TASK INSTRUCTIONS: In the data beneath this task, how many lines contain "ReturnType"? Answer with the number only.

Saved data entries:
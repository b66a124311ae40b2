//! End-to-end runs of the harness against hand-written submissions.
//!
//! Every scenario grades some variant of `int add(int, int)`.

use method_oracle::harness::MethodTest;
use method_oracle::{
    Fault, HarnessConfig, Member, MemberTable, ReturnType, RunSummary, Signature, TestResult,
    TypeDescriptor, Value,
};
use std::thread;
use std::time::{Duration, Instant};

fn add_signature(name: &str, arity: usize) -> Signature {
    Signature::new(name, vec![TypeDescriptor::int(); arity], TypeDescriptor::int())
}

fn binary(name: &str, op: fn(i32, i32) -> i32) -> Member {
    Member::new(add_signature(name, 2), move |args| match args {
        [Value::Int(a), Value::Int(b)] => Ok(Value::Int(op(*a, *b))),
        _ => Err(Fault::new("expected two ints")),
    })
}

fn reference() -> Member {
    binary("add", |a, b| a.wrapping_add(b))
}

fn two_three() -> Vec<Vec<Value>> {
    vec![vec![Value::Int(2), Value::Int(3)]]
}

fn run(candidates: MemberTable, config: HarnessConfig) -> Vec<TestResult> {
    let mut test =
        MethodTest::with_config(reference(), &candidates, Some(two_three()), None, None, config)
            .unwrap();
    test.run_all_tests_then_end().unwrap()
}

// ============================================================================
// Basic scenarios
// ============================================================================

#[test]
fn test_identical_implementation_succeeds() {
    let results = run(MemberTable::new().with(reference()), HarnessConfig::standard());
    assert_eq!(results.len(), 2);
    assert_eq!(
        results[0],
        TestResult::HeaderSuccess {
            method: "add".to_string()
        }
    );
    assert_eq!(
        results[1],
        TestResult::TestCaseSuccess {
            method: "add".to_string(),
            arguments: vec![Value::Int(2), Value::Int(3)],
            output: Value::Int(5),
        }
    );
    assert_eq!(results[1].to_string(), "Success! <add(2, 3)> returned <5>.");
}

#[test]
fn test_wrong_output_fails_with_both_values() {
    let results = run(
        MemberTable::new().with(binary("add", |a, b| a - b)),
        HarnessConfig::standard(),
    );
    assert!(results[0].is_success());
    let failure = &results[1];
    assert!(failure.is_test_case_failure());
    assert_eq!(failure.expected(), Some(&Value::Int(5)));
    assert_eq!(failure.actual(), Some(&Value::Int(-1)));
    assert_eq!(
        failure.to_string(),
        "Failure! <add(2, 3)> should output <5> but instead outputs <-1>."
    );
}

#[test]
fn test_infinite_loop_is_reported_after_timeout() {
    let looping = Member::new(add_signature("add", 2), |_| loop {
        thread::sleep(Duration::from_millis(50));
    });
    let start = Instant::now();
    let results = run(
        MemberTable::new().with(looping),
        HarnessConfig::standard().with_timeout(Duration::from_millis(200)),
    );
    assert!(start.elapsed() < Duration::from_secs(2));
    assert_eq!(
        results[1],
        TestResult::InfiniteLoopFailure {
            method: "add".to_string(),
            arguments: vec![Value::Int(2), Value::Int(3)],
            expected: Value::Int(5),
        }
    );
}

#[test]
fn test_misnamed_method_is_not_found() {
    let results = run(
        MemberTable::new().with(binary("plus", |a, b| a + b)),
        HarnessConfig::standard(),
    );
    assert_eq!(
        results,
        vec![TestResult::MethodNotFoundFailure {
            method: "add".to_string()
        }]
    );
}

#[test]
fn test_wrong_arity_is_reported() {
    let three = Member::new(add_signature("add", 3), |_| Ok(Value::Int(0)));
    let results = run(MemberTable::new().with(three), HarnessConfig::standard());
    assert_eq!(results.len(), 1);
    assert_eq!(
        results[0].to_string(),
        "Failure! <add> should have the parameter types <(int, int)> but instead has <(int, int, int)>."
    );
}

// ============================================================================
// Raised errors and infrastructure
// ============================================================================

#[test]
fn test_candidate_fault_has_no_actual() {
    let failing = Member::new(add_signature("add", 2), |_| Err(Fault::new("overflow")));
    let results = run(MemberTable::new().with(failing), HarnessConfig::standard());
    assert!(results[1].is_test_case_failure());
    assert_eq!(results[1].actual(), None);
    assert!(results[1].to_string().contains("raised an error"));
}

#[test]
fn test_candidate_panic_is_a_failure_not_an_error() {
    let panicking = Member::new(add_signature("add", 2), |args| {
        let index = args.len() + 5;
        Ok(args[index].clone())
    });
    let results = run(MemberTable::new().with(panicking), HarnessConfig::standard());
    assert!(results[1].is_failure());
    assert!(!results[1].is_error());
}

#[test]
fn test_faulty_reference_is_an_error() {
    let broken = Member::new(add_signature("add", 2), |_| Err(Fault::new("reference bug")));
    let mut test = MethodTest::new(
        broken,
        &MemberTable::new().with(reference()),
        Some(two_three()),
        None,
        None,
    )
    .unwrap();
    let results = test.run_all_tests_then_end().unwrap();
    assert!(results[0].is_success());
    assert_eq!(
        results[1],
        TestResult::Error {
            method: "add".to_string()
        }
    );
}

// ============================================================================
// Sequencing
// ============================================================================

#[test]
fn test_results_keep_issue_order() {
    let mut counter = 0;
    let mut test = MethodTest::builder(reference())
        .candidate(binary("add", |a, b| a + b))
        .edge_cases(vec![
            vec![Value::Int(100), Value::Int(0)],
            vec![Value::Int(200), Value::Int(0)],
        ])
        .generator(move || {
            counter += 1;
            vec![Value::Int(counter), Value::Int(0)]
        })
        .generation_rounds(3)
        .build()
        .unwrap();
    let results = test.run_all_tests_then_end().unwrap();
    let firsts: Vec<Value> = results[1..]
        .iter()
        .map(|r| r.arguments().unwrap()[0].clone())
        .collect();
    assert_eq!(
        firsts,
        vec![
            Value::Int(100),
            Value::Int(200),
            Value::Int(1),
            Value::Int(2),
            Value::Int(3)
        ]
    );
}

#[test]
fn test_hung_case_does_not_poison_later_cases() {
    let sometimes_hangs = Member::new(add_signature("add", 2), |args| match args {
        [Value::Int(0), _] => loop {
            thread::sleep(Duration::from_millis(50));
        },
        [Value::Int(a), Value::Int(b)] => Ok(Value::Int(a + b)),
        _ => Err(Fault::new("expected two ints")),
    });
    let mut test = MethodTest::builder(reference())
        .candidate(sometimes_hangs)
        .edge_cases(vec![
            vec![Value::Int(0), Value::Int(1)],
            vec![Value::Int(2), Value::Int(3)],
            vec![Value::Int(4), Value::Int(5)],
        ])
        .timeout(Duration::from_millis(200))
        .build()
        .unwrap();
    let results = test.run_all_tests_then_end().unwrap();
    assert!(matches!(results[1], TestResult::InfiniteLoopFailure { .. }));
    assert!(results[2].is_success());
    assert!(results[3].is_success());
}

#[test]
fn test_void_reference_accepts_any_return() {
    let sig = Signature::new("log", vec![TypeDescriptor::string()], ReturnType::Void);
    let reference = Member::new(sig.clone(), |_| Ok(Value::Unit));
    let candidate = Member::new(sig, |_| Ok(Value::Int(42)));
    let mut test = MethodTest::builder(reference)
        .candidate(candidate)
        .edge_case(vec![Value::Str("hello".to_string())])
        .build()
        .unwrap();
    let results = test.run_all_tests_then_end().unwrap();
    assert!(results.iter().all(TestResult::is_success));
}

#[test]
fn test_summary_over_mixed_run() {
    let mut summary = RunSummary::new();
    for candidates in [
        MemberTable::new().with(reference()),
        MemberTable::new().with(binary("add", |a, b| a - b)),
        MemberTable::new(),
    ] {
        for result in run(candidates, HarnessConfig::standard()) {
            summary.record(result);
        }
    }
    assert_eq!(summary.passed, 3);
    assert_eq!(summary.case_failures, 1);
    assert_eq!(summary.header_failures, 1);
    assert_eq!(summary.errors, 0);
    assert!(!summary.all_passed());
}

...

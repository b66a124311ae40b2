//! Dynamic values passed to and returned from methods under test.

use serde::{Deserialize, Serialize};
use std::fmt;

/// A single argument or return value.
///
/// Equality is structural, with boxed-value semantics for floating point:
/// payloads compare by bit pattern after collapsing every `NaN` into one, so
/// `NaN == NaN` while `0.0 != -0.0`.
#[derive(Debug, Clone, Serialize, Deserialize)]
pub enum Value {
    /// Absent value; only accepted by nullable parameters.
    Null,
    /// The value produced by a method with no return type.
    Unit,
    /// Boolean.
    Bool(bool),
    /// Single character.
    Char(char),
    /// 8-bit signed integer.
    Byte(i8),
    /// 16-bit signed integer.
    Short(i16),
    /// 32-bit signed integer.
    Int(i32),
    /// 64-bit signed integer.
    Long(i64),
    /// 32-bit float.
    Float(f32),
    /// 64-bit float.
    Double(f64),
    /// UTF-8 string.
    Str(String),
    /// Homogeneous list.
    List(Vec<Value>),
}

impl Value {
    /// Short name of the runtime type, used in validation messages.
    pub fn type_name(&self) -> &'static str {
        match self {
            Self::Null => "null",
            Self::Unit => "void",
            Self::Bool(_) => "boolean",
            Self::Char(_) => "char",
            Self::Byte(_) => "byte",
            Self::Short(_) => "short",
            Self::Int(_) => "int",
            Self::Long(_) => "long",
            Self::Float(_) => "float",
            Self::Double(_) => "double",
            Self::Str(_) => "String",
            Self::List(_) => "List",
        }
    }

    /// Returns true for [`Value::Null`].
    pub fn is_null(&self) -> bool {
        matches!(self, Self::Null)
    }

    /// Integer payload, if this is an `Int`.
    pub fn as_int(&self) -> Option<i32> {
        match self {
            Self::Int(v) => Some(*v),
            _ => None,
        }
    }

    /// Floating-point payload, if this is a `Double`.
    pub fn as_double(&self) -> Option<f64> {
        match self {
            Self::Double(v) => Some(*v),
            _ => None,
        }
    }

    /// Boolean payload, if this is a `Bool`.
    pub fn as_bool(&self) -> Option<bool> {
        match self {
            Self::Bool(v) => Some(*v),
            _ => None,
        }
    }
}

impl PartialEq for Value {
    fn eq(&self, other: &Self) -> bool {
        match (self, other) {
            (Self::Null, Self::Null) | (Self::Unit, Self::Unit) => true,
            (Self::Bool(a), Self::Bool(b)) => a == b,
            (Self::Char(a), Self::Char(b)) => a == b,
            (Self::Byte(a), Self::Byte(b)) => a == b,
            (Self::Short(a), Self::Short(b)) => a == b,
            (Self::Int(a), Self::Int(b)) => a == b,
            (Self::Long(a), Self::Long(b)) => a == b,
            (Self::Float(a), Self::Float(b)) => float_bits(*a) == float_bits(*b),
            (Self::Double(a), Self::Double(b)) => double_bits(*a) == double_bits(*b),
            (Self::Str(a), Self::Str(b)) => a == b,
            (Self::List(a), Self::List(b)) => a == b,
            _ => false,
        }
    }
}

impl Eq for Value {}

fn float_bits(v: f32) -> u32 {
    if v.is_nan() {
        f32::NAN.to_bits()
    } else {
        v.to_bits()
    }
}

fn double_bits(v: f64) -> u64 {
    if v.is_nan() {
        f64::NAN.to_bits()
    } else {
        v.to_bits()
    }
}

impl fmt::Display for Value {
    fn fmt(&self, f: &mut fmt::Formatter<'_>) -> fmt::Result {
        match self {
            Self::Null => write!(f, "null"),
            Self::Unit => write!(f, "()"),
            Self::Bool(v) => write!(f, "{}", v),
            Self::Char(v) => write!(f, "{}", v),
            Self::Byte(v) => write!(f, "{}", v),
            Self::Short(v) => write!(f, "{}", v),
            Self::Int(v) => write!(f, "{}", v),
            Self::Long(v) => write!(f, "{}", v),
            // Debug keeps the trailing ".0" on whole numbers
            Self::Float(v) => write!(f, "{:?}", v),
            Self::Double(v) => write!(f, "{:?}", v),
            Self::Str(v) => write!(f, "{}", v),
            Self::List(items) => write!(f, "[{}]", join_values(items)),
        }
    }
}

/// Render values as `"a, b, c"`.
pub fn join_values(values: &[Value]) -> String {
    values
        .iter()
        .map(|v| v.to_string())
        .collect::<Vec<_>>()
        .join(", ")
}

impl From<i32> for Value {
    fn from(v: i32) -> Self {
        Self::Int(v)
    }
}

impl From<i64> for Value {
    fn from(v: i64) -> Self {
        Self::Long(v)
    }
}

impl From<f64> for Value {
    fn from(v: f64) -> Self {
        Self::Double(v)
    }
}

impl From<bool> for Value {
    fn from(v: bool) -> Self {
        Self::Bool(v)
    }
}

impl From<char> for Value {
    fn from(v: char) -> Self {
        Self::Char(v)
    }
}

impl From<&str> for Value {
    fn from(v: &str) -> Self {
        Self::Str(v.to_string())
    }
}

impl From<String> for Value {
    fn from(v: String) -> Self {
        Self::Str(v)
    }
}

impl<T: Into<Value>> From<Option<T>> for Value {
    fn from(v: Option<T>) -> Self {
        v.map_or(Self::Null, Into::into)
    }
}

OUTPUT OF THE EXERCISE: 2